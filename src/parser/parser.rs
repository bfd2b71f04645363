//! The parse engine capability and the helpers every strategy shares.
//!
//! A strategy turns a `TokenCursor` into an expression tree using the
//! binding powers in an `OperatorTable`. All strategies must agree exactly:
//! the same tree for valid input, and the same error kind at the same offset
//! for invalid input. Atom interpretation and error construction live here
//! and are shared by every strategy.

use crate::{
    ast::ast::Expr,
    errors::errors::{Error, ErrorImpl},
    lexer::tokens::{Token, TokenKind},
    Position,
};

use super::{
    cursor::TokenCursor,
    iterative::IterativeParser,
    lookups::{Arity, OperatorEntry, OperatorTable, OPERATOR_TABLE},
    recursive::RecursiveParser,
    shunting_yard::ShuntingYardParser,
};

pub trait ParseEngine: Sync {
    /// Human readable name, used by the interactive driver.
    fn name(&self) -> &'static str;

    /// Parses every token in `cursor` into a single expression.
    fn parse_tokens(&self, cursor: TokenCursor, table: &OperatorTable) -> Result<Expr, Error>;
}

/// Every available strategy, in display order.
pub static PARSERS: [&dyn ParseEngine; 3] = [&RecursiveParser, &IterativeParser, &ShuntingYardParser];

/// Finds a strategy by its command line name.
pub fn engine_by_name(name: &str) -> Option<&'static dyn ParseEngine> {
    match name {
        "recursive" => Some(&RecursiveParser),
        "iterative" => Some(&IterativeParser),
        "shunting-yard" => Some(&ShuntingYardParser),
        _ => None,
    }
}

/// Parses a stream of tokens with the process-wide operator table.
///
/// # Arguments
///
/// * `tokens` - Tokens produced by `tokenize`
/// * `engine` - The strategy to run
///
/// # Returns
///
/// The expression tree, or the first error the strategy hit.
pub fn parse(tokens: Vec<Token>, engine: &dyn ParseEngine) -> Result<Expr, Error> {
    log::debug!("parsing {} tokens with {}", tokens.len(), engine.name());
    let result = engine.parse_tokens(TokenCursor::new(tokens), &OPERATOR_TABLE);

    match &result {
        Ok(tree) => log::debug!("{} produced a {} expression", engine.name(), tree.get_expr_type()),
        Err(error) => log::debug!("{} failed: {}", engine.name(), error),
    }

    result
}

/// Interprets a `Number` token as a literal node.
pub fn parse_literal(token: &Token) -> Result<Expr, Error> {
    match token.value.parse::<i64>() {
        Ok(value) => Ok(Expr::literal(value)),
        Err(_) => Err(Error::new(
            ErrorImpl::NumberParseError {
                token: token.value.clone(),
            },
            token.span.start,
        )),
    }
}

/// Looks up the prefix form of an operator token found where an atom was expected.
pub fn prefix_operator<'t>(table: &'t OperatorTable, token: &Token) -> Result<&'t OperatorEntry, Error> {
    table.lookup(&token.value, Arity::Prefix).ok_or_else(|| {
        Error::new(
            ErrorImpl::UnknownUnaryOperator {
                operator: token.value.clone(),
            },
            token.span.start,
        )
    })
}

/// Looks up the binary form of a token found where an operator was expected.
///
/// Anything that is not a registered binary operator (a number, a
/// parenthesis, or a prefix-only symbol like `~`) yields `None`.
pub fn binary_operator<'t>(table: &'t OperatorTable, token: &Token) -> Option<&'t OperatorEntry> {
    if token.kind != TokenKind::Operator {
        return None;
    }
    table.lookup(&token.value, Arity::Binary)
}

/// The error for a token that cannot start an operand.
///
/// Operators are not handled here since they may be valid prefix operators.
pub fn unexpected_atom(token: &Token) -> Error {
    match token.kind {
        TokenKind::CloseParen => Error::new(ErrorImpl::UnexpectedRightParen, token.span.start),
        _ => Error::new(
            ErrorImpl::UnrecognisedToken {
                token: token.value.clone(),
            },
            token.span.start,
        ),
    }
}

pub fn unexpected_end_of_input() -> Error {
    Error::unpositioned(ErrorImpl::UnexpectedEndOfInput)
}

pub fn unclosed_left_paren(open: Position) -> Error {
    Error::new(ErrorImpl::UnclosedLeftParen, open)
}

pub fn expected_operator(token: &Token) -> Error {
    Error::new(ErrorImpl::ExpectedOperator, token.span.start)
}

pub fn expected_operator_or_right_paren(token: &Token) -> Error {
    Error::new(ErrorImpl::ExpectedOperatorOrRightParen, token.span.start)
}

----

● Task brief: In the records above, each line with the string "start" should be copied.

● The completed task:
            token.span.start,
            token.span.start,
/// The error for a token that cannot start an operand.
        TokenKind::CloseParen => Error::new(ErrorImpl::UnexpectedRightParen, token.span.start),
            token.span.start,
    Error::new(ErrorImpl::ExpectedOperator, token.span.start)
    Error::new(ErrorImpl::ExpectedOperatorOrRightParen, token.span.start)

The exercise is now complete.